▶ _The task_:
Establish the number of lines below that contain the string "struct". State that number alone.

Dataset items:
.....
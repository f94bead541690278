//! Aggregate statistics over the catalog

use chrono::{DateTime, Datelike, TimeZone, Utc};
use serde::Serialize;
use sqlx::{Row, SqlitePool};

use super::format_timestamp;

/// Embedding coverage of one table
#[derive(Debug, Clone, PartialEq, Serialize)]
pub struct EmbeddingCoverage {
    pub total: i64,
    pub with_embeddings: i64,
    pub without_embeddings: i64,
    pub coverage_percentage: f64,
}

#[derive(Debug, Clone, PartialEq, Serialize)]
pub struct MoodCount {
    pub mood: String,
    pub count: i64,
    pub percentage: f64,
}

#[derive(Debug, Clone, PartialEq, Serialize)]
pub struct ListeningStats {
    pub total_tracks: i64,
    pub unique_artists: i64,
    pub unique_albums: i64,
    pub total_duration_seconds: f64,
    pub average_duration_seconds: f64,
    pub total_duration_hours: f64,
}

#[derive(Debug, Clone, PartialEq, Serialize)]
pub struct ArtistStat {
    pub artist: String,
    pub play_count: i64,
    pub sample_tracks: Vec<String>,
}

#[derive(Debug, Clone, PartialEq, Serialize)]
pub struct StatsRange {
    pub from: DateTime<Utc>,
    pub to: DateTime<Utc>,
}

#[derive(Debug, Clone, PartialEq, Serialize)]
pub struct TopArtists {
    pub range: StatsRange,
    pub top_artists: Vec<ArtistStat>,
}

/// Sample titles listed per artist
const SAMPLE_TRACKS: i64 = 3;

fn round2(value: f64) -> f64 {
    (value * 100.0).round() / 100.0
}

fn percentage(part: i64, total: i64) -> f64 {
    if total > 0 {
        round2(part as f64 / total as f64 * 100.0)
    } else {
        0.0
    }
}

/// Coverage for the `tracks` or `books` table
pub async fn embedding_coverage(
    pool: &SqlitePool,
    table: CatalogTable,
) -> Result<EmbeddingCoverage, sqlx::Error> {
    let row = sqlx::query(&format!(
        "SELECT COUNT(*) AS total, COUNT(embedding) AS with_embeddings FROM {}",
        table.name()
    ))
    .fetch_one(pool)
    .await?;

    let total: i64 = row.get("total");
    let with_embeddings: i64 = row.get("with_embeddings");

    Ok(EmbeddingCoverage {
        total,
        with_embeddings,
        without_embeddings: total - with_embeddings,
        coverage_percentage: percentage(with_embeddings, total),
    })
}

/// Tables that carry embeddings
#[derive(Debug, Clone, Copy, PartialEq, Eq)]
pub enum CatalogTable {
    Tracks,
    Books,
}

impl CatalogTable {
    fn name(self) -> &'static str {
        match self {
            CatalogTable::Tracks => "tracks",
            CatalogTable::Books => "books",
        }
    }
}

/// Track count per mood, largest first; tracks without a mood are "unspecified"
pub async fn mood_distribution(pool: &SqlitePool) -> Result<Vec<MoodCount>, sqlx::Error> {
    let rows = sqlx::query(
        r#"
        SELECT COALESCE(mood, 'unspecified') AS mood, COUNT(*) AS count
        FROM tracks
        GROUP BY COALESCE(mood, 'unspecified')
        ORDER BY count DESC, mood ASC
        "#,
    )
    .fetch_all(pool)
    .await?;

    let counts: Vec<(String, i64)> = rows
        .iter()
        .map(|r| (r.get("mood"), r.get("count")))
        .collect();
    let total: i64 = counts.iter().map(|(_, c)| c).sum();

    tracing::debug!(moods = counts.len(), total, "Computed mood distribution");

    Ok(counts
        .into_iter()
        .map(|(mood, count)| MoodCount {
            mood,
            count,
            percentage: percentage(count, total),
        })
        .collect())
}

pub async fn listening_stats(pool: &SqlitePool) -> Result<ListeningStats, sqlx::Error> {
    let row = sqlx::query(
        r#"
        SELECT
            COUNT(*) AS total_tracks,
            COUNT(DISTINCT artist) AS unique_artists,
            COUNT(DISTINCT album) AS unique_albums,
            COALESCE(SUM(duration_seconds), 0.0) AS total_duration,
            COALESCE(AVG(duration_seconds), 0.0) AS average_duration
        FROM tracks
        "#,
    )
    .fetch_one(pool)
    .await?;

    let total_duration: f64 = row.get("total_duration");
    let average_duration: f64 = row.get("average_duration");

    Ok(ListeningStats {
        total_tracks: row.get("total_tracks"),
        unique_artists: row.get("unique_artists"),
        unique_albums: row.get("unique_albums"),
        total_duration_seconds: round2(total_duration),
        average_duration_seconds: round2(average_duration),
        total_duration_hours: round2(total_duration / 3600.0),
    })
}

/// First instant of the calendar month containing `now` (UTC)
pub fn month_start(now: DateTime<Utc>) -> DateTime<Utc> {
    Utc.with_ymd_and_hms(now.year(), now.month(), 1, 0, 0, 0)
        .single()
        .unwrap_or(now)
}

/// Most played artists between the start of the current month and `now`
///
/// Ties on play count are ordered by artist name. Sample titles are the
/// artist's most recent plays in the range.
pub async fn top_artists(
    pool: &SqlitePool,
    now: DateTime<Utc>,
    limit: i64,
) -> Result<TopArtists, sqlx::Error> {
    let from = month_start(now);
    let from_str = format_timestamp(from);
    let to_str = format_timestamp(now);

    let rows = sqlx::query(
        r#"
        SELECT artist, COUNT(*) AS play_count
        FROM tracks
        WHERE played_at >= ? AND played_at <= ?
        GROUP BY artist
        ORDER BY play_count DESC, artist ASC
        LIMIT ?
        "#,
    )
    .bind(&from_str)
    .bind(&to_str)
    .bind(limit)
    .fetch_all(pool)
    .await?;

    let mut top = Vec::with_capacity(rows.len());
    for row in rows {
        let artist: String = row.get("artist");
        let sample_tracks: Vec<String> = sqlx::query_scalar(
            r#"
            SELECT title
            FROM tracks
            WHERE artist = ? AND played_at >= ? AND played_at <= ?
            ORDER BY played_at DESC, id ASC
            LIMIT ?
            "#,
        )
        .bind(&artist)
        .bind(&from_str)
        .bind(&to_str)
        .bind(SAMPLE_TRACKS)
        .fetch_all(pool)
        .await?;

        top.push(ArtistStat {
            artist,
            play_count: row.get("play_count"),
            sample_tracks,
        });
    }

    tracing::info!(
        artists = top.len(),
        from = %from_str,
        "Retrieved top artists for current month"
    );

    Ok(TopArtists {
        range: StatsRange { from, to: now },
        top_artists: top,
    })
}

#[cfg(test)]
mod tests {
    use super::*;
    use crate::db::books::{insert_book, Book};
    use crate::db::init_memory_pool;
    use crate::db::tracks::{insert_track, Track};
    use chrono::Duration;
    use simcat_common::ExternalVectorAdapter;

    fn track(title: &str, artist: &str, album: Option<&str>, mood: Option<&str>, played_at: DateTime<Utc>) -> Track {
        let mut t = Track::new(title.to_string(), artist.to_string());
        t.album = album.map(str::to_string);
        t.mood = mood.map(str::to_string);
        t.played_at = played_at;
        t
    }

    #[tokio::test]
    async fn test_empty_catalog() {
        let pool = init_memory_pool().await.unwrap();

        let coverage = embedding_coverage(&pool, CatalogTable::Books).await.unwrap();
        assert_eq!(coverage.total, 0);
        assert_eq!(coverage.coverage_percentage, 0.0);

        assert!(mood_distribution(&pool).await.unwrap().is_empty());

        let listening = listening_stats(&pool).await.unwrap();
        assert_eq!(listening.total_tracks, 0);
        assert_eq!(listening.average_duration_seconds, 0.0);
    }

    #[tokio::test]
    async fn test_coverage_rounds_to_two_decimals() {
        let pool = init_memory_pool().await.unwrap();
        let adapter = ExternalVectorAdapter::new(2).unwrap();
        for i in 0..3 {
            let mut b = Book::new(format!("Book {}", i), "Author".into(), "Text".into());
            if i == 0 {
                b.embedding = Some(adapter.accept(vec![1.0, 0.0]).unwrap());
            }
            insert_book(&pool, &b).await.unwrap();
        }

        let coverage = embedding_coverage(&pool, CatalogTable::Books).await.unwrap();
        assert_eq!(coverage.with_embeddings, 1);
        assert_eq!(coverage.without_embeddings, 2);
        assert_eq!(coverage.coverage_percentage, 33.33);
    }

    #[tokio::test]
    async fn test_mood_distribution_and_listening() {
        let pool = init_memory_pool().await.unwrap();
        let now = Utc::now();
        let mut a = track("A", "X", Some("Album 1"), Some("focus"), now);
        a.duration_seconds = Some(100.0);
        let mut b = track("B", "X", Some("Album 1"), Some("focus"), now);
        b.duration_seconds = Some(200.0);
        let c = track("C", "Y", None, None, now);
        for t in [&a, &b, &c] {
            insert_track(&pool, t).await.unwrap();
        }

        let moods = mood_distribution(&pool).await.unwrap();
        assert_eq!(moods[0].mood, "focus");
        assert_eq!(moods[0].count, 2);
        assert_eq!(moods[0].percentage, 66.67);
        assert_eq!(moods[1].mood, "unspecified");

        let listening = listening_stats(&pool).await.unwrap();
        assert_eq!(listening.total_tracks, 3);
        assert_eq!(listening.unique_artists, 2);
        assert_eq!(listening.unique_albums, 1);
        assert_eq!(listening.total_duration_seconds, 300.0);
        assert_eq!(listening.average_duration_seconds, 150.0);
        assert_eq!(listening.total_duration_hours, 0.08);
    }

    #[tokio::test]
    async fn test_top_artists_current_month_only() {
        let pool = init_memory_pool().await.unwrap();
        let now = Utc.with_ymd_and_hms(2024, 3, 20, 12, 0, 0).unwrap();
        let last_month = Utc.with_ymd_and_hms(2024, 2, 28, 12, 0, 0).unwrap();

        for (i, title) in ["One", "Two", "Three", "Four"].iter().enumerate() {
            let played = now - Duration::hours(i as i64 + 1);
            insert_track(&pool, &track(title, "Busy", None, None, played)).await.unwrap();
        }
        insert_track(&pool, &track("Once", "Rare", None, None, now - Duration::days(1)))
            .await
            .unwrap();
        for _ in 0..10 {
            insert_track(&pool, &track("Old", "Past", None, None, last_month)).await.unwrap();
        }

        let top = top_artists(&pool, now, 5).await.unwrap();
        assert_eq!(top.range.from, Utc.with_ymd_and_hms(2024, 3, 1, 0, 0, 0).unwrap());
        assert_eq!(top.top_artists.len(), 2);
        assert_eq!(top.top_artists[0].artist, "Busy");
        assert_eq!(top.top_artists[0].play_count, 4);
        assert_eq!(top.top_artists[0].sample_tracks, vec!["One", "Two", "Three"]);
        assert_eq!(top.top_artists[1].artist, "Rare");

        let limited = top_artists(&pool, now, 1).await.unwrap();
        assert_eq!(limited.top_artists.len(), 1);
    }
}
.....
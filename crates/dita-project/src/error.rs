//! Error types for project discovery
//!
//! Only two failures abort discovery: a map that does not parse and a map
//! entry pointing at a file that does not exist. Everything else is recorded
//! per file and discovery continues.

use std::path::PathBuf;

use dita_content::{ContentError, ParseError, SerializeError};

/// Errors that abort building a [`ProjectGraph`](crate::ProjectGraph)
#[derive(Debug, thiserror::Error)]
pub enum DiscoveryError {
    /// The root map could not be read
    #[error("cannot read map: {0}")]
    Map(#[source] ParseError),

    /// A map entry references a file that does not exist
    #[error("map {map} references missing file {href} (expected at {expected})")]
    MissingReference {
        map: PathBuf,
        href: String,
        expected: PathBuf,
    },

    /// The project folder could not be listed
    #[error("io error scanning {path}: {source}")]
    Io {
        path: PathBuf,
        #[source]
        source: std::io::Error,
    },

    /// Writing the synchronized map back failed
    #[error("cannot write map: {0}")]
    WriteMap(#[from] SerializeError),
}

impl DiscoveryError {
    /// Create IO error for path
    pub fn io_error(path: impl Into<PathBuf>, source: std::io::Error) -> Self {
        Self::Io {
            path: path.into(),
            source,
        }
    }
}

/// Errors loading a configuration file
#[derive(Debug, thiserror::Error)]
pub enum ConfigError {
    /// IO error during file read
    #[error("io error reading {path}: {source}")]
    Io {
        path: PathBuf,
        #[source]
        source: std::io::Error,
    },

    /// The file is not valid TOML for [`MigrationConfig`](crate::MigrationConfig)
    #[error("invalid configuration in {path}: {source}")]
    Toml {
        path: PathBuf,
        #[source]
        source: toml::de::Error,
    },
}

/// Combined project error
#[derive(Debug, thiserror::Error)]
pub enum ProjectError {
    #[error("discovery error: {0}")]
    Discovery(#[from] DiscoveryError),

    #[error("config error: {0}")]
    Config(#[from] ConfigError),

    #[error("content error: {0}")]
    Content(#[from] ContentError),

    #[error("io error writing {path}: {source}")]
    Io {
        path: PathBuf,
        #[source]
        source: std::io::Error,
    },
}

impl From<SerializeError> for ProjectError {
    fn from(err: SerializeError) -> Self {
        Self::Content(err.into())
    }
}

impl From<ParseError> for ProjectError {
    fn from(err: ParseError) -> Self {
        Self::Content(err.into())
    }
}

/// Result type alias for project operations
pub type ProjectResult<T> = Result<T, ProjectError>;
.....
▶ _Exercise answer_:
6